IRS E-filing Program History & Timeline

When taxpayers electronically transmit their income tax return it saves the IRS and state taxing agencies time and money. It is also a "green" (environmentally friendly) alternative to printing and mailing.

Tax Time

It costs considerably more to process paper returns into a format that is machine-readable. In fact, due in part to increased e-filing, the IRS budget actually decreased (inflation-adjusted figures) between 2010-2015. From extremely few taxpayers using the system in 1986 to becoming today's norm, the history of e-filing demonstrates that the trend towards electronic transmission continues to grow.

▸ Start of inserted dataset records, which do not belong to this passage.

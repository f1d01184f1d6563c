// Save slot catalog
// Classifies the gamedata_<n>.ato files found in a player folder.

mod operations;
pub mod pure;

pub use operations::{list_player_folders, scan_slots};

use std::path::{Path, PathBuf};

/// Slot category, a total function of the slot index.
/// 0-11 are adventure saves, 12-23 obelisk challenges, 24+ weekly runs.
#[derive(Clone, Copy, Debug, PartialEq, Eq)]
pub enum SlotCategory {
    Adventure,
    Obelisk,
    Weekly,
}

impl SlotCategory {
    pub fn label(self) -> &'static str {
        match self {
            SlotCategory::Adventure => "Adventure",
            SlotCategory::Obelisk => "Obelisk",
            SlotCategory::Weekly => "Weekly",
        }
    }
}

/// One save slot found on disk. Derived from a directory scan, never stored.
#[derive(Clone, Debug, PartialEq)]
pub struct SaveSlot {
    pub index: u32,
    pub category: SlotCategory,
    pub active_path: PathBuf,
}

impl SaveSlot {
    pub fn new(index: u32, player_path: &Path) -> Self {
        SaveSlot {
            index,
            category: pure::classify(index),
            active_path: player_path.join(pure::active_file_name(index)),
        }
    }

    /// Label shown in the slot dropdown, e.g. "Obelisk Slot 3".
    pub fn display_name(&self) -> String {
        format!(
            "{} Slot {}",
            self.category.label(),
            pure::slot_position(self.index)
        )
    }
}
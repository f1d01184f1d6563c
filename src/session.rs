// Shared state between the UI thread and the hotkey dispatcher
// Both sides reach it through an Arc; there is no global singleton.

use crate::archive::Vault;
use crate::hotkeys::{HotkeyAction, HotkeyBindings, HotkeyKey};

use std::sync::{Arc, Mutex};

pub struct Session {
    vault: Mutex<Option<Arc<Vault>>>,
    slot: Mutex<Option<u32>>,
    bindings: Mutex<HotkeyBindings>,
}

impl Session {
    pub fn new(bindings: HotkeyBindings) -> Self {
        Session {
            vault: Mutex::new(None),
            slot: Mutex::new(None),
            bindings: Mutex::new(bindings),
        }
    }

    /// Swap in the vault for a newly selected player folder.
    /// Clears the slot selection; the old vault finishes whatever operation
    /// it may be running on the key-source thread.
    pub fn set_vault(&self, vault: Option<Arc<Vault>>) {
        *self.vault.lock().unwrap() = vault;
        *self.slot.lock().unwrap() = None;
    }

    pub fn current_vault(&self) -> Option<Arc<Vault>> {
        self.vault.lock().unwrap().clone()
    }

    pub fn select_slot(&self, index: Option<u32>) {
        *self.slot.lock().unwrap() = index;
    }

    pub fn selected_slot(&self) -> Option<u32> {
        *self.slot.lock().unwrap()
    }

    pub fn bindings(&self) -> HotkeyBindings {
        *self.bindings.lock().unwrap()
    }

    pub fn set_binding(&self, action: HotkeyAction, key: HotkeyKey) {
        self.bindings.lock().unwrap().set(action, key);
    }
}
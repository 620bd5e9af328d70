//! Compatibility bridge for the Rust `log` crate.
//!
//! [`install_log_bridge`] installs a `log::Log` implementation that turns
//! `log` records into [`LogRecord`]s and dispatches them through a
//! [`Logger`], so `log::info!` and friends reach the configured handlers.

use std::sync::OnceLock;

use log::{Metadata, Record};
use thiserror::Error;

use crate::{
    level::Level,
    log_record::{LogRecord, RecordMetadata},
    logger::Logger,
    manager,
};

/// Returned when the bridge cannot be installed.
#[derive(Debug, Clone, Error, PartialEq, Eq)]
pub enum BridgeError {
    /// Another `log` implementation is already the global logger.
    #[error("a different global logger is already installed")]
    ForeignLogger,
    /// The bridge is installed for a different [`Logger`].
    #[error("the log bridge is already installed for logger {0:?}")]
    OtherLogger(String),
}

/// Adapter implementing the Rust `log::Log` trait.
struct LogBridge {
    logger: &'static Logger,
}

/// Diagnostics from this crate's own worker threads must not loop back into
/// the handlers that produced them. Cloud transport diagnostics are the
/// exception: they are opt-in and the cloud handler skips them itself.
fn is_internal(target: &str) -> bool {
    let own = target == env!("CARGO_CRATE_NAME")
        || target.starts_with(concat!(env!("CARGO_CRATE_NAME"), "::"));
    own && !is_cloud_transport(target)
}

#[cfg(feature = "stackdriver")]
fn is_cloud_transport(target: &str) -> bool {
    target.starts_with(crate::cloud::TRANSPORT_TARGET)
}

#[cfg(not(feature = "stackdriver"))]
fn is_cloud_transport(_target: &str) -> bool {
    false
}

impl log::Log for LogBridge {
    fn enabled(&self, metadata: &Metadata<'_>) -> bool {
        !is_internal(metadata.target()) && self.logger.is_enabled_for(metadata.level().into())
    }

    fn log(&self, record: &Record<'_>) {
        if !self.enabled(record.metadata()) {
            return;
        }
        let metadata = RecordMetadata {
            module_path: record.module_path().unwrap_or_default().to_string(),
            filename: record.file().unwrap_or_default().to_string(),
            line_number: record.line().unwrap_or(0),
            ..Default::default()
        };
        let record = LogRecord::with_metadata(
            record.target(),
            Level::from(record.level()),
            &record.args().to_string(),
            metadata,
        );
        self.logger.log_record(record);
    }

    fn flush(&self) {
        self.logger.flush();
    }
}

static INSTALLED: OnceLock<Result<&'static Logger, BridgeError>> = OnceLock::new();

/// Route records from the `log` facade to `logger`.
///
/// Idempotent for the same logger. The `log` max level is set to `Trace`;
/// filtering happens against the logger's own threshold.
///
/// # Errors
///
/// [`BridgeError::ForeignLogger`] when another `log` implementation was
/// installed first, [`BridgeError::OtherLogger`] when the bridge already
/// serves a different logger.
pub fn install_log_bridge(logger: &'static Logger) -> Result<(), BridgeError> {
    let outcome = INSTALLED.get_or_init(|| {
        log::set_boxed_logger(Box::new(LogBridge { logger }))
            .map_err(|_| BridgeError::ForeignLogger)?;
        log::set_max_level(log::LevelFilter::Trace);
        Ok(logger)
    });
    match outcome {
        Ok(installed) if std::ptr::eq(*installed, logger) => Ok(()),
        Ok(installed) => Err(BridgeError::OtherLogger(installed.name().to_string())),
        Err(err) => Err(err.clone()),
    }
}

/// [`install_log_bridge`] for the process-wide [`root`](crate::root) logger.
pub fn install_root_log_bridge() -> Result<(), BridgeError> {
    install_log_bridge(manager::root())
}
//! Destination resolution for the syslog handler.
//!
//! Precedence is explicit arguments, then the `SYSLOG_HOST`/`SYSLOG_PORT`
//! environment variables, then the platform's local socket. The process
//! environment is captured once into a [`SyslogEnvironment`] so resolution
//! itself stays a pure function.

use std::{env, path::Path};

use serde::Deserialize;

use super::transport::{Protocol, SyslogAddress};
use crate::handlers::HandlerBuildError;

/// Standard syslog UDP port.
pub const SYSLOG_UDP_PORT: u16 = 514;
/// Local syslog socket on most Unix systems.
pub const DEFAULT_SOCKET_PATH: &str = "/dev/log";
/// Local syslog socket on macOS.
pub const DARWIN_SOCKET_PATH: &str = "/var/run/syslog";
/// Environment variable naming a remote syslog host.
pub const SYSLOG_HOST_VAR: &str = "SYSLOG_HOST";
/// Environment variable naming the remote syslog port.
pub const SYSLOG_PORT_VAR: &str = "SYSLOG_PORT";

/// Classification of where syslog output should go by default.
#[derive(Clone, Copy, Debug, PartialEq, Eq)]
pub enum EnvironmentKind {
    /// Local `/dev/log` socket.
    Default,
    /// Remote host named by `SYSLOG_HOST`.
    Remote,
    /// macOS `/var/run/syslog` socket.
    Darwin,
}

/// Snapshot of the environment facts syslog resolution depends on.
#[derive(Clone, Debug, Default, PartialEq, Eq)]
pub struct SyslogEnvironment {
    pub syslog_host: Option<String>,
    pub syslog_port: Option<String>,
    pub is_darwin: bool,
    pub darwin_socket_present: bool,
}

impl SyslogEnvironment {
    /// Capture the current process environment and platform.
    pub fn detect() -> Self {
        Self {
            syslog_host: env::var(SYSLOG_HOST_VAR).ok(),
            syslog_port: env::var(SYSLOG_PORT_VAR).ok(),
            is_darwin: cfg!(target_os = "macos"),
            darwin_socket_present: Path::new(DARWIN_SOCKET_PATH).exists(),
        }
    }

    /// Environment pointing at a remote syslog host.
    pub fn remote(host: impl Into<String>, port: Option<String>) -> Self {
        Self {
            syslog_host: Some(host.into()),
            syslog_port: port,
            ..Self::default()
        }
    }

    /// A macOS host with the local syslog socket present.
    pub fn darwin() -> Self {
        Self {
            is_darwin: true,
            darwin_socket_present: true,
            ..Self::default()
        }
    }

    /// Classify the environment. A non-empty `SYSLOG_HOST` wins over any
    /// platform detection.
    pub fn kind(&self) -> EnvironmentKind {
        if self.syslog_host.as_deref().is_some_and(|h| !h.is_empty()) {
            return EnvironmentKind::Remote;
        }
        if self.is_darwin && self.darwin_socket_present {
            return EnvironmentKind::Darwin;
        }
        EnvironmentKind::Default
    }
}

/// Syslog destination as supplied by the caller, before defaults apply.
#[derive(Clone, Debug, PartialEq, Eq, Deserialize)]
#[serde(from = "RawAddress")]
pub enum AddressArg {
    /// Unix socket path, used verbatim.
    Path(String),
    /// Network host with an optional, still textual, port.
    HostPort { host: String, port: Option<String> },
}

impl AddressArg {
    pub fn path(path: impl Into<String>) -> Self {
        AddressArg::Path(path.into())
    }

    pub fn host_port(host: impl Into<String>, port: Option<impl ToString>) -> Self {
        AddressArg::HostPort {
            host: host.into(),
            port: port.map(|p| p.to_string()),
        }
    }
}

#[derive(Deserialize)]
#[serde(untagged)]
enum RawPort {
    Number(u64),
    Text(String),
}

#[derive(Deserialize)]
#[serde(untagged)]
enum RawAddress {
    Path(String),
    Pair(String, Option<RawPort>),
}

impl From<RawAddress> for AddressArg {
    fn from(raw: RawAddress) -> Self {
        match raw {
            RawAddress::Path(path) => AddressArg::Path(path),
            RawAddress::Pair(host, port) => AddressArg::HostPort {
                host,
                port: port.map(|p| match p {
                    RawPort::Number(n) => n.to_string(),
                    RawPort::Text(s) => s,
                }),
            },
        }
    }
}

/// Coerce a textual port to an integer, failing fast on malformed input.
pub fn coerce_port(value: &str) -> Result<u16, HandlerBuildError> {
    value
        .trim()
        .parse::<u16>()
        .map_err(|source| HandlerBuildError::InvalidPort {
            value: value.to_string(),
            source,
        })
}

/// Resolve the final syslog destination.
pub fn resolve_address(
    explicit: Option<&AddressArg>,
    environment: &SyslogEnvironment,
) -> Result<SyslogAddress, HandlerBuildError> {
    match explicit {
        Some(AddressArg::HostPort { host, port }) => {
            let port = match port {
                Some(p) => coerce_port(p)?,
                None => SYSLOG_UDP_PORT,
            };
            return Ok(SyslogAddress::Inet {
                host: host.clone(),
                port,
            });
        }
        Some(AddressArg::Path(path)) if !path.is_empty() => {
            return Ok(SyslogAddress::Unix(path.into()));
        }
        _ => {}
    }

    match environment.kind() {
        EnvironmentKind::Default => Ok(SyslogAddress::Unix(DEFAULT_SOCKET_PATH.into())),
        EnvironmentKind::Darwin => Ok(SyslogAddress::Unix(DARWIN_SOCKET_PATH.into())),
        EnvironmentKind::Remote => {
            let port = match environment.syslog_port.as_deref() {
                Some(p) => coerce_port(p)?,
                None => SYSLOG_UDP_PORT,
            };
            Ok(SyslogAddress::Inet {
                host: environment.syslog_host.clone().unwrap_or_default(),
                port,
            })
        }
    }
}

/// Explicit protocol if given, otherwise UDP.
pub fn resolve_protocol(explicit: Option<Protocol>) -> Protocol {
    explicit.unwrap_or_default()
}

#[cfg(test)]
mod tests {
    use super::*;
    use proptest::prelude::*;
    use rstest::rstest;

    fn inet(host: &str, port: u16) -> SyslogAddress {
        SyslogAddress::Inet {
            host: host.into(),
            port,
        }
    }

    #[rstest]
    #[case(SyslogEnvironment::default(), EnvironmentKind::Default)]
    #[case(SyslogEnvironment::darwin(), EnvironmentKind::Darwin)]
    #[case(SyslogEnvironment::remote("logs", None), EnvironmentKind::Remote)]
    #[case(SyslogEnvironment { darwin_socket_present: false, ..SyslogEnvironment::darwin() }, EnvironmentKind::Default)]
    #[case(SyslogEnvironment { syslog_host: Some(String::new()), ..SyslogEnvironment::default() }, EnvironmentKind::Default)]
    #[case(SyslogEnvironment { syslog_host: Some("logs".into()), ..SyslogEnvironment::darwin() }, EnvironmentKind::Remote)]
    fn classifies_environment(#[case] env: SyslogEnvironment, #[case] expected: EnvironmentKind) {
        assert_eq!(env.kind(), expected);
    }

    #[rstest]
    #[case(SyslogEnvironment::default(), SyslogAddress::Unix("/dev/log".into()))]
    #[case(SyslogEnvironment::darwin(), SyslogAddress::Unix("/var/run/syslog".into()))]
    #[case(SyslogEnvironment::remote("logs", None), inet("logs", 514))]
    #[case(SyslogEnvironment::remote("logs", Some("1514".into())), inet("logs", 1514))]
    fn environment_defaults(#[case] env: SyslogEnvironment, #[case] expected: SyslogAddress) {
        assert_eq!(resolve_address(None, &env).expect("must resolve"), expected);
    }

    #[rstest]
    #[case(AddressArg::host_port("localhost", Some(1514)), inet("localhost", 1514))]
    #[case(AddressArg::host_port("localhost", None::<u16>), inet("localhost", 514))]
    #[case(AddressArg::host_port("localhost", Some(" 601 ")), inet("localhost", 601))]
    #[case(AddressArg::path("/tmp/log.sock"), SyslogAddress::Unix("/tmp/log.sock".into()))]
    fn explicit_addresses_win_over_environment(
        #[case] arg: AddressArg,
        #[case] expected: SyslogAddress,
    ) {
        let env = SyslogEnvironment::remote("elsewhere", Some("9999".into()));
        assert_eq!(resolve_address(Some(&arg), &env).expect("must resolve"), expected);
    }

    #[test]
    fn empty_path_falls_back_to_environment() {
        let env = SyslogEnvironment::remote("logs", None);
        let resolved = resolve_address(Some(&AddressArg::path("")), &env).expect("must resolve");
        assert_eq!(resolved, inet("logs", 514));
    }

    #[rstest]
    #[case(Some(AddressArg::host_port("localhost", Some("syslog"))), SyslogEnvironment::default())]
    #[case(None, SyslogEnvironment::remote("logs", Some("51a".into())))]
    #[case(None, SyslogEnvironment::remote("logs", Some("70000".into())))]
    fn malformed_ports_fail_fast(#[case] arg: Option<AddressArg>, #[case] env: SyslogEnvironment) {
        let err = resolve_address(arg.as_ref(), &env).unwrap_err();
        assert!(matches!(err, HandlerBuildError::InvalidPort { .. }), "{err:?}");
    }

    #[test]
    fn protocol_defaults_to_udp() {
        assert_eq!(resolve_protocol(None), Protocol::Udp);
        assert_eq!(resolve_protocol(Some(Protocol::Tcp)), Protocol::Tcp);
    }

    #[test]
    fn deserialises_paths_and_pairs() {
        let path: AddressArg = serde_json::from_str(r#""/dev/log""#).expect("path");
        assert_eq!(path, AddressArg::path("/dev/log"));
        let pair: AddressArg = serde_json::from_str(r#"["logs", 1514]"#).expect("pair");
        assert_eq!(pair, AddressArg::host_port("logs", Some(1514)));
        let no_port: AddressArg = serde_json::from_str(r#"["logs", null]"#).expect("pair");
        assert_eq!(no_port, AddressArg::host_port("logs", None::<u16>));
    }

    proptest! {
        #[test]
        fn host_without_port_resolves_to_514(host in "[a-z][a-z0-9.-]{0,20}") {
            let arg = AddressArg::host_port(host.clone(), None::<u16>);
            let resolved = resolve_address(Some(&arg), &SyslogEnvironment::default()).unwrap();
            prop_assert_eq!(resolved, inet(&host, 514));
        }

        #[test]
        fn syslog_host_always_means_remote(
            host in "[a-z]{1,12}",
            is_darwin in any::<bool>(),
            present in any::<bool>(),
        ) {
            let env = SyslogEnvironment {
                syslog_host: Some(host),
                syslog_port: None,
                is_darwin,
                darwin_socket_present: present,
            };
            prop_assert_eq!(env.kind(), EnvironmentKind::Remote);
        }
    }
}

  • 1986 - Five tax preparers in three cities—Cincinnati, Raleigh-Durham, and Phoenix—participated in a pilot program. Those preparers filed 25,000 returns. The IRS assigned one employee to switch the phone line to a modem every time there was an e-filing.
  • 1987 - The program expanded to 66 tax preparers in seven cities, filing 78,000 tax returns. The program also added an electronic-fund deposit that year.
  • 1988 - Taxpayers e-filed close to five times the number of the previous year, or 583,000 returns. During that time, the IRS moved to an IBM Series I processing system, a 16-bit minicomputer, eliminating the need for an employee to plug the phone into a modem.
  • 1989 - The e-filing program expanded to 36 states, resulting in over 1 million e-filed returns.
  • 1990 - IRS e-filing went national, netting 4.2 million e-filed returns.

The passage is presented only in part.